Before being embraced by fame, Duke Ellington’s first job was selling peanuts at Washington Senators baseball games; loving the sport, he possibly enjoyed this much more than Charlie Parker did his stint earning $9 a week washing dishes at an establishment called Jimmie’s Chicken Shack in New York City. At least, between his chicken grease removing toils, Bird did get to watch pianist Art Tatum perform some finger-lickin’ good high speed arpeggios.

Closer to the present, Rod Stewart famously worked as a gravedigger in the early 60’s. One can imagine him coming up with the seeds of a future hit as he did his spadework –

‘If you want my body and you think I’m sexy,

Come on, sugar, let me know

If you really need me, just reach out and touch me..’

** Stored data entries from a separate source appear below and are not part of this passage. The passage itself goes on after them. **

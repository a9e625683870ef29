//! Jobs injected into the queue on a schedule, either a fixed interval or a cron expression.
//!
//! Each [`RecurringJob`] may also carry a bootstrap payload, enqueued once when the
//! [`crate::JobSystem`] starts so that the work does not wait a full period for its first run.
use std::time::Duration;

use crate::{
    config::SystemConfig,
    job::{
        payload::{
            AnalyticsRecomputePayload, AnalyticsScope, DeadlineCheckPayload, TriggerSource,
        },
        EnqueueOptions, JobPayload, JobType,
    },
    queue::JobQueue,
};

pub(crate) mod runner;

/// The delay before the analytics bootstrap job runs.
pub const ANALYTICS_BOOTSTRAP_DELAY: Duration = Duration::from_millis(5_000);

/// When a recurring job fires.
#[derive(Debug, Clone)]
pub enum Schedule {
    /// Every period, the first tick one full period after start.
    Interval(Duration),
    /// At each upcoming time of a cron schedule, in UTC.
    Cron(cron::Schedule),
}

/// A payload injected into the queue on a [`Schedule`].
///
/// # Example
///
/// ```
/// # use jobber::prelude::*;
/// # use jobber::job::payload::{DeadlineCheckPayload, TriggerSource};
/// # use std::time::Duration;
/// let payload = DeadlineCheckPayload {
///     vault_id: None,
///     deadline_iso: None,
///     trigger_source: TriggerSource::Scheduler,
/// };
/// let job = RecurringJob::every(Duration::from_secs(60), payload.clone())
///     .with_bootstrap(payload, Duration::ZERO);
///
/// assert_eq!(job.job_type(), JobType::DeadlineCheck);
/// ```
#[derive(Debug, Clone)]
pub struct RecurringJob {
    payload: JobPayload,
    schedule: Schedule,
    bootstrap: Option<Bootstrap>,
}

#[derive(Debug, Clone)]
struct Bootstrap {
    payload: JobPayload,
    delay: Duration,
}

impl RecurringJob {
    pub fn every(interval: Duration, payload: impl Into<JobPayload>) -> Self {
        Self {
            payload: payload.into(),
            schedule: Schedule::Interval(interval),
            bootstrap: None,
        }
    }

    pub fn cron(schedule: cron::Schedule, payload: impl Into<JobPayload>) -> Self {
        Self {
            payload: payload.into(),
            schedule: Schedule::Cron(schedule),
            bootstrap: None,
        }
    }

    /// Enqueue `payload` once, `delay` after the system starts.
    pub fn with_bootstrap(self, payload: impl Into<JobPayload>, delay: Duration) -> Self {
        Self {
            bootstrap: Some(Bootstrap {
                payload: payload.into(),
                delay,
            }),
            ..self
        }
    }

    pub fn job_type(&self) -> JobType {
        self.payload.job_type()
    }

    pub fn payload(&self) -> &JobPayload {
        &self.payload
    }

    pub fn schedule(&self) -> &Schedule {
        &self.schedule
    }

    pub(crate) fn bootstrap(&self, queue: &JobQueue) {
        if let Some(bootstrap) = &self.bootstrap {
            enqueue(
                queue,
                &bootstrap.payload,
                EnqueueOptions::default().with_delay(bootstrap.delay),
            );
        }
    }

    pub(crate) fn inject(&self, queue: &JobQueue) {
        enqueue(queue, &self.payload, EnqueueOptions::default());
    }
}

fn enqueue(queue: &JobQueue, payload: &JobPayload, options: EnqueueOptions) {
    let job_type = payload.job_type();
    match queue.enqueue(job_type, payload.clone(), options) {
        Ok(receipt) => tracing::debug!(
            job_id = %receipt.id,
            %job_type,
            "Injected recurring {job_type} job {}",
            receipt.id,
        ),
        Err(err) => tracing::error!(
            ?err,
            %job_type,
            "Failed to inject recurring {job_type} job: {err}",
        ),
    }
}

/// The deadline check and analytics refresh jobs, at the intervals in `config`.
pub fn default_recurring_jobs(config: &SystemConfig) -> Vec<RecurringJob> {
    let deadline_check = DeadlineCheckPayload {
        vault_id: None,
        deadline_iso: None,
        trigger_source: TriggerSource::Scheduler,
    };
    let analytics = |reason: &str| AnalyticsRecomputePayload {
        scope: AnalyticsScope::Global,
        entity_id: None,
        reason: Some(reason.to_owned()),
    };

    vec![
        RecurringJob::every(config.deadline_check_interval, deadline_check.clone())
            .with_bootstrap(deadline_check, Duration::ZERO),
        RecurringJob::every(
            config.analytics_recompute_interval,
            analytics("scheduled-refresh"),
        )
        .with_bootstrap(analytics("startup-bootstrap"), ANALYTICS_BOOTSTRAP_DELAY),
    ]
}
impl JobQueue {
    pub fn new(config: QueueConfig) -> Self {
        Self::with_handlers(config, HandlerRegistry::new())
    }

    pub fn with_handlers(config: QueueConfig, handlers: HandlerRegistry) -> Self {
        let state = QueueState::new(config.history_limit());
        Self {
            inner: Arc::new(Inner {
                config,
                handlers: RwLock::new(handlers),
                state: Mutex::new(state),
                dispatching: AtomicBool::new(false),
            }),
        }
    }

    pub fn config(&self) -> &QueueConfig {
        &self.inner.config
    }

    /// Registers the handler for `job_type`, replacing any existing one.
    pub fn register_handler(&self, job_type: JobType, handler: impl Handler + 'static) {
        let replaced = self
            .inner
            .handlers
            .write()
            .unwrap_or_else(PoisonError::into_inner)
            .register(job_type, Arc::new(handler));
        if replaced.is_some() {
            tracing::debug!(%job_type, "Replaced handler for {job_type}");
        }
    }

    /// Unregisters the handler for `job_type`. Jobs of that type still pending fail when
    /// dispatched.
    pub fn remove_handler(&self, job_type: JobType) -> bool {
        self.inner
            .handlers
            .write()
            .unwrap_or_else(PoisonError::into_inner)
            .remove(job_type)
            .is_some()
    }

    /// Adds a job to the queue.
    ///
    /// The job becomes due after `options.delay_ms`. `options.max_attempts` is clamped between
    /// one and [`QueueConfig::max_attempts_limit`].
    ///
    /// # Errors
    ///
    /// Returns an error, leaving the queue untouched, when no handler is registered for
    /// `job_type`, the payload does not belong to `job_type` or fails validation, or the delay
    /// exceeds [`crate::job::MAX_DELAY_MS`].
    pub fn enqueue(
        &self,
        job_type: JobType,
        payload: JobPayload,
        options: EnqueueOptions,
    ) -> Result<EnqueueReceipt, QueueError> {
        if !self.handlers().contains(job_type) {
            return Err(QueueError::UnregisteredHandler(job_type));
        }
        if payload.job_type() != job_type {
            return Err(QueueError::InvalidPayload {
                job_type,
                reason: format!("expected a {job_type} payload, got {}", payload.job_type()),
            });
        }
        payload.validate()?;

        let delay_ms = options.delay_ms.unwrap_or(0);
        if delay_ms > MAX_DELAY_MS {
            return Err(QueueError::InvalidOptions(format!(
                "delayMs must be <= {MAX_DELAY_MS}, got {delay_ms}"
            )));
        }
        let delay = Duration::from_millis(delay_ms);
        let max_attempts = options
            .max_attempts
            .unwrap_or(DEFAULT_MAX_ATTEMPTS)
            .clamp(1, self.config().max_attempts_limit());

        let (receipt, running) = {
            let mut state = self.state();
            let sequence = state.next_sequence();
            let job = Job::new(sequence, payload, max_attempts, delay);
            let receipt = job.receipt();
            state.pending.push(job);
            state.totals.enqueued += 1;
            (receipt, state.running)
        };

        tracing::debug!(
            job_id = %receipt.id,
            %job_type,
            run_at = %receipt.run_at,
            "Enqueued {job_type} job {}",
            receipt.id,
        );

        if running {
            self.dispatch();
        }
        Ok(receipt)
    }

    /// Starts dispatching jobs. Calling `start` on a running queue does nothing.
    ///
    /// # Panics
    ///
    /// When called outside of a tokio runtime.
    pub fn start(&self) {
        let runtime = Handle::current();
        let token = {
            let mut state = self.state();
            if state.running {
                return;
            }
            let token = CancellationToken::new();
            state.running = true;
            state.started_at = Some(Instant::now());
            state.runtime = Some(runtime.clone());
            state.poller = Some(token.clone());
            token
        };

        tracing::info!(
            concurrency = self.config().concurrency(),
            poll_interval = ?self.config().poll_interval(),
            "Starting job queue",
        );
        runtime.spawn(self.clone().poll(token));
        self.dispatch();
    }

    /// Stops dispatching and waits up to [`QueueConfig::shutdown_grace`] for active jobs to
    /// finish.
    ///
    /// Jobs still running after the grace period are left to finish in the background and
    /// pending jobs stay queued until the next [`JobQueue::start`].
    pub async fn stop(&self) -> ShutdownReport {
        let poller = {
            let mut state = self.state();
            state.running = false;
            state.poller.take()
        };
        let Some(poller) = poller else {
            return self.shutdown_report();
        };
        poller.cancel();
        tracing::info!("Stopping job queue");

        let deadline = Instant::now() + self.config().shutdown_grace();
        loop {
            let report = self.shutdown_report();
            if report.drained {
                tracing::info!("Job queue stopped");
                return report;
            }
            if Instant::now() >= deadline {
                tracing::warn!(
                    still_active = report.still_active,
                    "Job queue stopped with {} jobs still running",
                    report.still_active,
                );
                return report;
            }
            tokio::time::sleep(self.config().drain_poll_interval()).await;
        }
    }

    pub fn is_running(&self) -> bool {
        self.state().running
    }

    pub fn metrics(&self) -> QueueMetrics {
        self.state().metrics(self.config())
    }

    pub fn health(&self) -> HealthReport {
        self.metrics().health()
    }

    fn shutdown_report(&self) -> ShutdownReport {
        let still_active = self.state().active.len();
        ShutdownReport {
            drained: still_active == 0,
            still_active,
        }
    }

    async fn poll(self, token: CancellationToken) {
        let period = self.config().poll_interval();
        let mut interval = tokio::time::interval_at(Instant::now() + period, period);
        interval.set_missed_tick_behavior(MissedTickBehavior::Delay);
        loop {
            tokio::select! {
                _ = interval.tick() => self.dispatch(),
                _ = token.cancelled() => break,
            }
        }
        tracing::debug!("Shutting down job queue poller");
    }

    /// Moves due jobs into the active set until it is full. Only one dispatch runs at a time; a
    /// call made while another is in progress returns immediately.
    pub(crate) fn dispatch(&self) {
        if self
            .inner
            .dispatching
            .compare_exchange(false, true, Ordering::Acquire, Ordering::Relaxed)
            .is_err()
        {
            return;
        }
        let _guard = DispatchGuard(&self.inner.dispatching);

        loop {
            let (job, handler, runtime) = {
                let mut state = self.state();
                if !state.running || state.active.len() >= self.config().concurrency() {
                    return;
                }
                let Some(runtime) = state.runtime.clone() else {
                    return;
                };
                let Some(mut job) = state.pending.pop_due(Instant::now()) else {
                    return;
                };
                let Some(handler) = self.handlers().get(job.job_type()) else {
                    tracing::error!(
                        job_id = %job.id,
                        job_type = %job.job_type(),
                        "Discarding job {}: no handler registered for {}",
                        job.id,
                        job.job_type(),
                    );
                    state.mark_job_discarded(&job, NO_HANDLER.to_owned());
                    continue;
                };
                job.mark_job_executing();
                state.active.insert(
                    job.id,
                    ActiveJob {
                        job_type: job.job_type(),
                    },
                );
                state.totals.executions += 1;
                (job, handler, runtime)
            };
            runtime.spawn(self.clone().execute_job(job, handler));
        }
    }

    fn state(&self) -> MutexGuard<'_, QueueState> {
        self.inner
            .state
            .lock()
            .unwrap_or_else(PoisonError::into_inner)
    }

    fn handlers(&self) -> RwLockReadGuard<'_, HandlerRegistry> {
        self.inner
            .handlers
            .read()
            .unwrap_or_else(PoisonError::into_inner)
    }
}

Almost half a decade after Rod was successful with the enquiry as to his sexiness, another bleached boy used his work experiences as the subject matter for his popular ditty about a schoolgirl’s crush on her teacher, ‘Don’t Stand So Close To Me’. Of course, by then Master Sumner of St Paul’s Middle School in Cramlington had become the less impressively monikered Sting.

About the time the Police’s vocalist was chalking his blackboard in Northumberland, Mancunian maverick Mark E Smith was following a spell in a meat factory with employment for an import-export company in Manchester, experience he’s used extensively as headman of The Fall, importing and getting rid of bandmates wholesale.

Why these ruminations on musicians day jobs? Blame Lou Reed. He started it. There I was, listening to the Velvets ‘Loaded’ for the umpteenth time as I absent-mindedly wasted time online, when Lou’s words in Sweet Jane struck me –

‘Some people, they like to go out dancing

And other people they have to work,

Just watch me now…’

Just watch me now? Why, what are you doing Lou? Or rather, what were you doing in the Atlantic Records studio that day in 1970? After instructing the other band members (and everyone else present) to watch you, what activity did you undertake which you considered work and laboured at for ooh, well it wasn’t a full shift, was it? You clocked off after, well – it wasn’t even two seconds before you continued with the ‘evil mothers’ telling you ‘that everything is just dirt’. Unless you were still working as you imparted this information, perhaps polishing your mike stand or sweeping the cigarette butts littering the studio floor into a pile of sorts with the tip of one of your shiny boots of leather. In which case the demonstration of your exertions lasted a little longer, but still can hardly have been impressive. Unlike Sweet Jane, which I’ve listened to so many times, while fully-dressed, half-clothed and, no doubt on occasion, sporting nothing more than y-fronts; but never while playing with a plectrum. Believe it or not.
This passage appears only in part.